Abstract 430: Development of a Gut-microbe Targeted Non-lethal Therapeutic to Inhibit Thrombosis Potential Without Enhanced Bleeding

Abstract

Recent clinical and animal studies show trimethylamine-N-oxide (TMAO), a microbiota-dependent metabolite derived from trimethylamine (TMA)-containing nutrients abundant in a Western diet, both promotes platelet hyperresponsiveness and thrombosis potential and is predictive of incident atherothrombotic event risks in large-scale clinical investigations.

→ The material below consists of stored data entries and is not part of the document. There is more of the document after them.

use std::{future::poll_fn, pin::Pin};

use actix_web::{
    body::MessageBody,
    http::{header, StatusCode},
    test,
    test::TestRequest,
    web,
    web::Bytes,
    App,
};
use chrono::Utc;
use donation_engine::{BroadcastHub, Donation};

use crate::routes::events;

async fn next_frame<B: MessageBody + Unpin>(body: &mut B) -> String {
    let frame: Option<Result<Bytes, _>> = poll_fn(|cx| Pin::new(&mut *body).poll_next(cx)).await;
    match frame {
        Some(Ok(bytes)) => String::from_utf8(bytes.to_vec()).unwrap(),
        _ => panic!("Event stream ended unexpectedly"),
    }
}

#[actix_web::test]
async fn event_stream_lifecycle() {
    let _ = env_logger::try_init();
    let hub = BroadcastHub::new();
    let app = test::init_service(App::new().app_data(web::Data::new(hub.clone())).service(events)).await;
    let req = TestRequest::get().uri("/events").to_request();
    let res = test::call_service(&app, req).await;
    assert_eq!(res.status(), StatusCode::OK);
    let headers = res.headers();
    assert_eq!(headers.get(header::CONTENT_TYPE).unwrap(), "text/event-stream");
    assert_eq!(headers.get(header::CACHE_CONTROL).unwrap(), "no-cache");
    assert_eq!(hub.subscriber_count(), 1);

    let mut body = res.into_body();
    let greeting = next_frame(&mut body).await;
    assert!(greeting.starts_with("event: connected\ndata: {\"id\":\""));

    let donation = Donation::new("7.50".parse().unwrap(), "USD", "Jane", "Hi!", Utc::now());
    assert_eq!(hub.broadcast(&donation), 1);
    let frame = next_frame(&mut body).await;
    assert!(frame.starts_with("event: donation\ndata: "));
    assert!(frame.contains(r#""amount":7.5"#));
    assert!(frame.contains(r#""donorName":"Jane""#));

    assert_eq!(hub.send_keepalive(), 1);
    assert_eq!(next_frame(&mut body).await, ": keepalive\n\n");

    // Closing the response is what a disconnecting client looks like to the hub
    drop(body);
    assert_eq!(hub.subscriber_count(), 0);
    assert_eq!(hub.broadcast(&donation), 0);
}

#[actix_web::test]
async fn each_stream_is_a_separate_viewer() {
    let _ = env_logger::try_init();
    let hub = BroadcastHub::new();
    let app = test::init_service(App::new().app_data(web::Data::new(hub.clone())).service(events)).await;
    let first = test::call_service(&app, TestRequest::get().uri("/events").to_request()).await;
    let second = test::call_service(&app, TestRequest::get().uri("/events").to_request()).await;
    assert_eq!(hub.subscriber_count(), 2);
    drop(first);
    assert_eq!(hub.subscriber_count(), 1);
    drop(second);
    assert_eq!(hub.subscriber_count(), 0);
}
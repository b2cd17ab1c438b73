use crate::donation::Donation;

pub const DONATION_EVENT: &str = "donation";
pub const CONNECTED_EVENT: &str = "connected";

/// Everything the hub can push to a subscriber.
#[derive(Debug, Clone, PartialEq, Eq)]
pub enum HubMessage {
    Donation(Donation),
    /// Carries no data. Sent periodically so that transports notice dead connections.
    KeepAlive,
}
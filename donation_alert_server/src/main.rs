use donation_alert_server::{cli::handle_command_line_args, config::ServerConfig, server::run_server};
use dotenvy::dotenv;
use log::info;

#[actix_web::main]
async fn main() {
    dotenv().ok();
    env_logger::init();
    if handle_command_line_args() {
        return;
    }
    let config = ServerConfig::from_env_or_default();

    info!("🚀️ Starting server on {}:{}", config.host, config.port);
    info!("🚀️ Browser source: http://localhost:{}/events", config.port);
    info!("🚀️ Test donation:  POST http://localhost:{}/test-donation", config.port);
    match run_server(config).await {
        Ok(_) => println!("Bye!"),
        Err(e) => eprintln!("{e}"),
    }
}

Utilizing a mechanism-based inhibitor approach targeting a major gut microbial enzyme (CutC/D) in the TMAO meta-organismal pathway, we developed choline analogues with cryptic reactive moieties that upon interaction with the microbial TMA generating enzyme, display potent, time-dependent and irreversible inhibition without affecting commensal microbial viability. In animal models, a single oral dose of mechanism-based microbial choline TMA lyase inhibitor significantly reduced (> 95% inhibition, p < 0.0001) plasma TMAO levels over a sustained period of time (up to 3 days), while limiting systemic exposure in the host. This was achieved by the selective accumulation of inhibitor at the site of action, within intestinal microbes, to millimolar levels, a concentration over a million-fold higher than needed for therapeutic effect. In animal models, inhibition of microbial TMA generation was shown to rescue diet-induced platelet hyperresponsiveness and enhanced thrombosis potential, both without increasing enhanced bleeding risk and observable toxicity. The present studies reveal mechanism-based inhibition of microbial TMA lyase activity as a therapeutic target for reducing thrombosis potential, a critical adverse complication in heart disease. They also suggest mechanism-based inhibitors designed to concomitantly accumulate within the gut microbe may serve as a generalizable approach for the selective targeting of microbial catabolic enzymes linked to host diseases, while limiting systemic exposure in the host.